**WORK REQUEST:** With both ends included, repeat exactly the lines of the entries below from the one containing "Comma-separated person ids" down to the one containing "pub async fn now_playing(State(state): State<AppState>)", and no others.

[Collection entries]
■ ■ ■ ■ ■

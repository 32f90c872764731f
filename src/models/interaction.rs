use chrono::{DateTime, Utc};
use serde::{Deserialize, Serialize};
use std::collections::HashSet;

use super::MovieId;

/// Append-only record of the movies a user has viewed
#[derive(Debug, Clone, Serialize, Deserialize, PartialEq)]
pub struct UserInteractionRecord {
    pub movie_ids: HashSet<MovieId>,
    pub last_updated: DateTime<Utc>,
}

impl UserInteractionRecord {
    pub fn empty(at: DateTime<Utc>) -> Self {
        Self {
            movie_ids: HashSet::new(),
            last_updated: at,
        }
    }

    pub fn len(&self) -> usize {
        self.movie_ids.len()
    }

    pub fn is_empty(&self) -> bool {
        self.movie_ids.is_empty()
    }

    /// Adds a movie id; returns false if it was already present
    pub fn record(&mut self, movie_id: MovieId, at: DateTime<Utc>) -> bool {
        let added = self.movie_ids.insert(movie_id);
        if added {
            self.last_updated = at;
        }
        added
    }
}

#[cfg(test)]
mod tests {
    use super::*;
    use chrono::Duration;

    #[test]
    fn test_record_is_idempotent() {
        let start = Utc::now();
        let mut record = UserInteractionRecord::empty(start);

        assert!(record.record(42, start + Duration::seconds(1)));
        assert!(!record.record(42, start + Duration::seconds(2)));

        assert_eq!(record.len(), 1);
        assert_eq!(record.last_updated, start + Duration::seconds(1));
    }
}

■ ■ ■ ■ ■

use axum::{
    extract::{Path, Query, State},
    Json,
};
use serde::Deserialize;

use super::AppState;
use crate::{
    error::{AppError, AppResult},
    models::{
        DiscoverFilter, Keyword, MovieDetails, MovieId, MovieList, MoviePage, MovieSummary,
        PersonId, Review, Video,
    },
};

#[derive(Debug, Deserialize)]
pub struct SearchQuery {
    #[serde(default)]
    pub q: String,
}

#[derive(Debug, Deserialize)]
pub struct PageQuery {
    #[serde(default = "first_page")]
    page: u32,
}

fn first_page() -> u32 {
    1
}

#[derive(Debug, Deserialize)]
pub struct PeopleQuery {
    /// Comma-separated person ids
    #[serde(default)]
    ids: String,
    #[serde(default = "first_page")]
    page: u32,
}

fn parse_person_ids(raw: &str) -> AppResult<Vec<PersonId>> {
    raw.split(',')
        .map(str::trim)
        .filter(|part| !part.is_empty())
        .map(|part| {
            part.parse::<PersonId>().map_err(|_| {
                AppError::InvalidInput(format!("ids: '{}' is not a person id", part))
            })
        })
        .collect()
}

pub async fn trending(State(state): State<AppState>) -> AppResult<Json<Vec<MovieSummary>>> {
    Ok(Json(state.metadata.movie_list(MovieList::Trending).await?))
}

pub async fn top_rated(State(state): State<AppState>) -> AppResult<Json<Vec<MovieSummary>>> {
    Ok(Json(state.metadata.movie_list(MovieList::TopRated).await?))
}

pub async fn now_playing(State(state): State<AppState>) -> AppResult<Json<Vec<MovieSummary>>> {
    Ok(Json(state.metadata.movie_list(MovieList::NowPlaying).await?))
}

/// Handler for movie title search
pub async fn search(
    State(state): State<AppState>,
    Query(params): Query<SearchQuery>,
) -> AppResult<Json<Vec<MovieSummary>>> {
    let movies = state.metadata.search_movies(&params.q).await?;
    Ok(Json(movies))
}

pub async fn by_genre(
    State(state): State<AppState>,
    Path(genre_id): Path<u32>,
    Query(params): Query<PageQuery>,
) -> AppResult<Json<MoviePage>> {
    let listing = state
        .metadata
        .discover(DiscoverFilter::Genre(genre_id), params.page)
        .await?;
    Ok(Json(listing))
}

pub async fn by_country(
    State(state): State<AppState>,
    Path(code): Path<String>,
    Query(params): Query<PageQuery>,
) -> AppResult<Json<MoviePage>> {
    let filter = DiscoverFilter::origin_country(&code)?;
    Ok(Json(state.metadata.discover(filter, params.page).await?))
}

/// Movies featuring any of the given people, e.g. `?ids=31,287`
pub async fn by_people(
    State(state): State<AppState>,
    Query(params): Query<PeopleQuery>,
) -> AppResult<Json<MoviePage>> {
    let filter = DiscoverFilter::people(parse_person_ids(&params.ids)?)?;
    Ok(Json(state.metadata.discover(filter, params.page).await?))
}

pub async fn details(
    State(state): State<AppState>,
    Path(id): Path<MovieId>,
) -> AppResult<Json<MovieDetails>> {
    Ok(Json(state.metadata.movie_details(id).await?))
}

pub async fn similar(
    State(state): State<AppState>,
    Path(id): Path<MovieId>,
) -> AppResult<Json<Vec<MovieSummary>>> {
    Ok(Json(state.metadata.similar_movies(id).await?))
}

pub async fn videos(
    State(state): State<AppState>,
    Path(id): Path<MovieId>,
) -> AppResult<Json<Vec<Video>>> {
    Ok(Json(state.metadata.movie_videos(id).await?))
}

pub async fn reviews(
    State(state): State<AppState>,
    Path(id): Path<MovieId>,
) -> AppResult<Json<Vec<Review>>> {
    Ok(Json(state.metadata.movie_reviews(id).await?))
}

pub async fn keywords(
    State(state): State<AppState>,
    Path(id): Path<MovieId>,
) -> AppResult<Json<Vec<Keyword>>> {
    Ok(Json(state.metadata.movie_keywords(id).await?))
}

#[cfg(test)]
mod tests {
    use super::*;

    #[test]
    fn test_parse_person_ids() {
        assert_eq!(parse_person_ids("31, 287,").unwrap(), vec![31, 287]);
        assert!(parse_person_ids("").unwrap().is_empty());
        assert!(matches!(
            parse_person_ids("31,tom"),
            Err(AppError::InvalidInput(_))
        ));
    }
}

■ ■ ■ ■ ■

**ANSWER TO THIS EXERCISE:**
    /// Comma-separated person ids
    #[serde(default)]
    ids: String,
    #[serde(default = "first_page")]
    page: u32,
}

fn parse_person_ids(raw: &str) -> AppResult<Vec<PersonId>> {
    raw.split(',')
        .map(str::trim)
        .filter(|part| !part.is_empty())
        .map(|part| {
            part.parse::<PersonId>().map_err(|_| {
                AppError::InvalidInput(format!("ids: '{}' is not a person id", part))
            })
        })
        .collect()
}

pub async fn trending(State(state): State<AppState>) -> AppResult<Json<Vec<MovieSummary>>> {
    Ok(Json(state.metadata.movie_list(MovieList::Trending).await?))
}

pub async fn top_rated(State(state): State<AppState>) -> AppResult<Json<Vec<MovieSummary>>> {
    Ok(Json(state.metadata.movie_list(MovieList::TopRated).await?))
}

pub async fn now_playing(State(state): State<AppState>) -> AppResult<Json<Vec<MovieSummary>>> {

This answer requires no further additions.